Indicates the current estimated mean time to recover (MTTR).

Secs

This measure is calculated based on the number of dirty buffers and log blocks (0 if FAST_START_MTTR_TARGET is not specified). Basically, this value tells you how long you could expect recovery of the instance to take place based on the work your system is doing at the time of testing.

This measure reports the estimated mean time to recovery based on the current state of the running database. If the database has just opened, the system may contain only a few dirty buffers, so not much cache recovery would be required if the instance failed at this moment. That is why the value of this measure can, for the moment, be lower than the minimum possible Target MTTR.

Recovery Estimated IOs:

Indicates the estimated number of dirty buffers in the buffer cache of this instance.

Number

 

Target Redo blocks:

Indicates the target number of redo blocks that must be processed while recovering this instance.

Number

Instance recovery is nothing more than using the contents of the online log files to rebuild the database buffer cache to the state it was in before the crash.

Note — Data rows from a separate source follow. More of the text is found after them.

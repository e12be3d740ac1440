//! Versioned feature orderings
//!
//! A layout fixes the length of a vector and the meaning of each index. The
//! scoring model is trained against exactly one layout per vector kind, so a
//! layout never changes once published; a new ordering gets a new variant.

use serde::{Deserialize, Serialize};
use std::fmt;
use std::sync::OnceLock;

use crate::stats::SUMMARY_FIELDS;

/// Key sequence whose timings are tracked, in canonical key labels
pub const TRACKED_KEYS: [&str; 11] = [
    "period", "t", "i", "e", "five", "Shift.r", "o", "a", "n", "l", "Return",
];

/// Per-window keystroke scalars, appended after the named quantities
pub const KEYSTROKE_SCALARS: [&str; 6] = [
    "typing_speed",
    "digraph_mean",
    "digraph_variance",
    "trigraph_mean",
    "trigraph_variance",
    "error_rate",
];

/// Up-Up flight scalars, appended after [`KEYSTROKE_SCALARS`] in the
/// extended layout only
pub const FLIGHT_SCALARS: [&str; 2] = ["up_up_mean", "up_up_variance"];

/// Pointer features in emission order
pub const POINTER_FEATURES: [&str; 11] = [
    "path_length",
    "avg_speed",
    "idle_time",
    "dwell_time",
    "hover_time",
    "click_frequency",
    "click_interval_mean",
    "click_ratio_per_question",
    "trajectory_smoothness",
    "path_curvature",
    "transition_time",
];

/// A named timing quantity over the tracked key sequence.
///
/// Indices refer to [`TRACKED_KEYS`].
#[derive(Debug, Clone, Copy, PartialEq, Eq)]
pub enum NamedQuantity {
    /// `H.k`: hold duration of key k
    Hold(usize),
    /// `DD.a.b`: Down of a to the next Down of b
    DownDown(usize, usize),
    /// `UD.a.b`: Up of a to the next Down of b
    UpDown(usize, usize),
}

impl NamedQuantity {
    pub fn name(&self) -> String {
        match *self {
            NamedQuantity::Hold(k) => format!("H.{}", TRACKED_KEYS[k]),
            NamedQuantity::DownDown(a, b) => format!("DD.{}.{}", TRACKED_KEYS[a], TRACKED_KEYS[b]),
            NamedQuantity::UpDown(a, b) => format!("UD.{}.{}", TRACKED_KEYS[a], TRACKED_KEYS[b]),
        }
    }
}

/// Named quantities in emission order:
/// `H.period, DD.period.t, UD.period.t, H.t, ..., H.Return`
pub fn tracked_quantities() -> &'static [NamedQuantity] {
    static QUANTITIES: OnceLock<Vec<NamedQuantity>> = OnceLock::new();
    QUANTITIES.get_or_init(|| {
        let mut out = Vec::with_capacity(TRACKED_KEYS.len() * 3 - 2);
        for k in 0..TRACKED_KEYS.len() {
            out.push(NamedQuantity::Hold(k));
            if k + 1 < TRACKED_KEYS.len() {
                out.push(NamedQuantity::DownDown(k, k + 1));
                out.push(NamedQuantity::UpDown(k, k + 1));
            }
        }
        out
    })
}

/// Published feature orderings
#[derive(Debug, Clone, Copy, PartialEq, Eq, Hash, Serialize, Deserialize)]
pub enum FeatureLayout {
    /// Bare mean per named quantity plus scalars (37 values).
    /// Used for lightweight per-question calibration sampling.
    #[serde(rename = "keystroke.compact.v1")]
    KeystrokeCompactV1,
    /// Eight aggregates per named quantity plus scalars and flight scalars (256 values)
    #[serde(rename = "keystroke.extended.v1")]
    KeystrokeExtendedV1,
    /// Eleven pointer features
    #[serde(rename = "pointer.v1")]
    PointerV1,
}

impl FeatureLayout {
    pub fn version(&self) -> &'static str {
        match self {
            FeatureLayout::KeystrokeCompactV1 => "keystroke.compact.v1",
            FeatureLayout::KeystrokeExtendedV1 => "keystroke.extended.v1",
            FeatureLayout::PointerV1 => "pointer.v1",
        }
    }

    pub fn is_keystroke(&self) -> bool {
        !matches!(self, FeatureLayout::PointerV1)
    }

    pub fn len(&self) -> usize {
        self.feature_names().len()
    }

    pub fn is_empty(&self) -> bool {
        self.len() == 0
    }

    /// Feature names in index order
    pub fn feature_names(&self) -> &'static [String] {
        static COMPACT: OnceLock<Vec<String>> = OnceLock::new();
        static EXTENDED: OnceLock<Vec<String>> = OnceLock::new();
        static POINTER: OnceLock<Vec<String>> = OnceLock::new();

        match self {
            FeatureLayout::KeystrokeCompactV1 => COMPACT.get_or_init(|| {
                tracked_quantities()
                    .iter()
                    .map(NamedQuantity::name)
                    .chain(KEYSTROKE_SCALARS.iter().map(|s| s.to_string()))
                    .collect()
            }),
            FeatureLayout::KeystrokeExtendedV1 => EXTENDED.get_or_init(|| {
                let mut names = Vec::new();
                for q in tracked_quantities() {
                    let base = q.name();
                    for field in SUMMARY_FIELDS {
                        names.push(format!("{base}_{field}"));
                    }
                }
                names.extend(KEYSTROKE_SCALARS.iter().map(|s| s.to_string()));
                names.extend(FLIGHT_SCALARS.iter().map(|s| s.to_string()));
                names
            }),
            FeatureLayout::PointerV1 => {
                POINTER.get_or_init(|| POINTER_FEATURES.iter().map(|s| s.to_string()).collect())
            }
        }
    }

    /// Index of a feature name
    pub fn index_of(&self, name: &str) -> Option<usize> {
        self.feature_names().iter().position(|n| n == name)
    }

    /// Parse a layout from its version string
    pub fn from_version(version: &str) -> Option<Self> {
        match version {
            "keystroke.compact.v1" => Some(FeatureLayout::KeystrokeCompactV1),
            "keystroke.extended.v1" => Some(FeatureLayout::KeystrokeExtendedV1),
            "pointer.v1" => Some(FeatureLayout::PointerV1),
            _ => None,
        }
    }
}

impl fmt::Display for FeatureLayout {
    fn fmt(&self, f: &mut fmt::Formatter<'_>) -> fmt::Result {
        f.write_str(self.version())
    }
}
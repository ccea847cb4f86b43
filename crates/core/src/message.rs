//! Message types exchanged with an oracle backend.
//!
//! A request to the oracle is a short ordered list of messages: a system
//! instruction followed by one user turn, which may carry image attachments
//! (roster photos, session screenshots).

use chrono::{DateTime, Utc};
use serde::{Deserialize, Serialize};
use uuid::Uuid;

/// The role of a message sender.
#[derive(Debug, Clone, PartialEq, Eq, Serialize, Deserialize)]
#[serde(rename_all = "lowercase")]
pub enum Role {
    /// The requesting side (Rollcall itself)
    User,
    /// The oracle's reply
    Assistant,
    /// Fixed instructions for the oracle
    System,
}

/// A raw image attached to a message.
#[derive(Debug, Clone, PartialEq, Eq)]
pub struct ImagePayload {
    /// Where the image came from (file name), for logs and error messages
    pub source: String,

    /// IANA media type, e.g. `image/png`
    pub media_type: String,

    /// Raw bytes; providers encode them for the wire
    pub data: Vec<u8>,
}

impl ImagePayload {
    pub fn new(source: impl Into<String>, media_type: impl Into<String>, data: Vec<u8>) -> Self {
        Self {
            source: source.into(),
            media_type: media_type.into(),
            data,
        }
    }

    /// Guess the media type from a file extension. Returns `None` for
    /// formats vision backends do not accept.
    pub fn media_type_for_extension(ext: &str) -> Option<&'static str> {
        match ext.to_ascii_lowercase().as_str() {
            "png" => Some("image/png"),
            "jpg" | "jpeg" => Some("image/jpeg"),
            "gif" => Some("image/gif"),
            "webp" => Some("image/webp"),
            _ => None,
        }
    }
}

/// A single message in an oracle request or response.
#[derive(Debug, Clone, Serialize, Deserialize)]
pub struct Message {
    /// Unique message ID
    pub id: String,

    /// Who sent this message
    pub role: Role,

    /// The text content
    pub content: String,

    /// Attached images (user messages only)
    #[serde(skip)]
    pub images: Vec<ImagePayload>,

    /// Timestamp
    pub timestamp: DateTime<Utc>,
}

impl Message {
    fn with_role(role: Role, content: impl Into<String>) -> Self {
        Self {
            id: Uuid::new_v4().to_string(),
            role,
            content: content.into(),
            images: Vec::new(),
            timestamp: Utc::now(),
        }
    }

    /// Create a new user message.
    pub fn user(content: impl Into<String>) -> Self {
        Self::with_role(Role::User, content)
    }

    /// Create a user message carrying one image.
    pub fn user_with_image(content: impl Into<String>, image: ImagePayload) -> Self {
        let mut msg = Self::with_role(Role::User, content);
        msg.images.push(image);
        msg
    }

    /// Create a new assistant message.
    pub fn assistant(content: impl Into<String>) -> Self {
        Self::with_role(Role::Assistant, content)
    }

    /// Create a new system message.
    pub fn system(content: impl Into<String>) -> Self {
        Self::with_role(Role::System, content)
    }

    /// Rough token estimate (4 chars ≈ 1 token); images are not counted.
    pub fn estimated_tokens(&self) -> usize {
        self.content.len() / 4
    }
}
//! Prompt text and request encoding.

use rollcall_core::Name;
use rollcall_core::collation;
use serde::Serialize;

pub const ROSTER_EXTRACTION_PROMPT: &str = "\
The attached image is an official roster: a printed or handwritten list of the people \
expected to attend. Transcribe every person's full name exactly as written, in the \
original script. Output one name per line and nothing else. Skip headers, column \
titles, numbers, dates, signatures and any text that is not a person's name. If no \
names are visible, output nothing.";

pub const OBSERVATION_EXTRACTION_PROMPT: &str = "\
The attached image is a screenshot of a live session (a video meeting participant \
panel, gallery view or chat). Transcribe every participant display name that is \
visible, exactly as shown. Output one name per line and nothing else. Skip status \
labels such as \"(Host)\", \"(Me)\", \"Muted\", meeting titles, timestamps and \
buttons. If no names are visible, output nothing.";

pub const MATCHING_SYSTEM_PROMPT: &str = "\
You reconcile attendance. You receive a JSON object with two arrays: \"roster\" (the \
people expected) and \"observed\" (display names seen in the session). Match each \
observed name to at most one roster name and each roster name to at most one observed \
name. Names may be transliterated between scripts (Arabic, Latin, Cyrillic and \
others), abbreviated, reordered, carry titles or status markers, differ in case or \
spacing, or contain OCR errors. Match only when you are confident it is the same \
person.

Reply with a single JSON object and nothing else, exactly of this shape:
{\"present\": [{\"name\": \"<roster name>\", \"originalName\": \"<observed name>\"}], \
\"absent\": [\"<roster name>\"], \"unexpected\": [\"<observed name>\"]}

Rules: copy names verbatim from the input arrays. Every roster name appears exactly \
once, either in \"present\" (as \"name\") or in \"absent\". Every observed name appears \
exactly once, either in \"present\" (as \"originalName\") or in \"unexpected\".";

#[derive(Serialize)]
struct MatchingPayload<'a> {
    roster: Vec<&'a str>,
    observed: Vec<&'a str>,
}

/// Render the matching request body.
///
/// Both lists are put in collation order first, so the same two sets always
/// produce the same bytes no matter how they were collected.
pub fn matching_payload(roster: &[Name], observed: &[Name]) -> String {
    let mut roster: Vec<&str> = roster.iter().map(Name::as_str).collect();
    let mut observed: Vec<&str> = observed.iter().map(Name::as_str).collect();
    collation::sort_by_name(&mut roster, |n| n);
    collation::sort_by_name(&mut observed, |n| n);
    roster.dedup();
    observed.dedup();

    let payload = MatchingPayload { roster, observed };
    serde_json::to_string_pretty(&payload).unwrap_or_default()
}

This will replay all changes extracted from the redo logs that refer to blocks that had not been written to disk at the time of the crash. Though instance recovery guarantees no corruption, it may take a considerable time to do its roll forward before the database can be opened. This time is dependent on two factors: how much redo has to be read and how many read/write operations will be needed on the datafiles as the redo is applied. The values of these measures serve as good indicators of the amount of redo reading work that needs to be performed as part of the recovery process, and are hence useful while determining the MTTR.  

Actual Redo blocks:

Indicates the actual number of redo blocks that are required by this Oracle instance to recover.

Number

Writes logfile size:

Indicates the number of writes driven by the smallest redo log file size for each oracle instance.

Number

This measure is used to drive the checkpoint process, if your redo log file size is under sized. Since the FAST_START_MTTR_TARGET parameter is set to limit the instance recovery time, Oracle automatically tries to checkpoint as frequently as necessary. Under such a condition, the size of the log files should be large enough to avoid additional checkpoint due to under sized log files.

Writes auto tune:

Indicates the number of writes due to auto-tune checkpointing.

 

Number

The checkpoint auto-tuning mechanism inspects statistics on machine utilization, such as the rate of disk I/O and CPU usage, and if it appears that there is spare capacity, it will use this capacity to write out additional dirty buffers from the database buffer cache, thus pushing the checkpoint position forward. The result is that even if the FAST_START_MTTR_TARGET parameter is set to a high value (the highest possible is 3600 seconds—anything above that will be rounded down), actual recovery time may well be much less.

Enabling checkpoint auto-tuning with a high target should result in your instance always having the fastest possible recovery time that is consistent with maximum performance.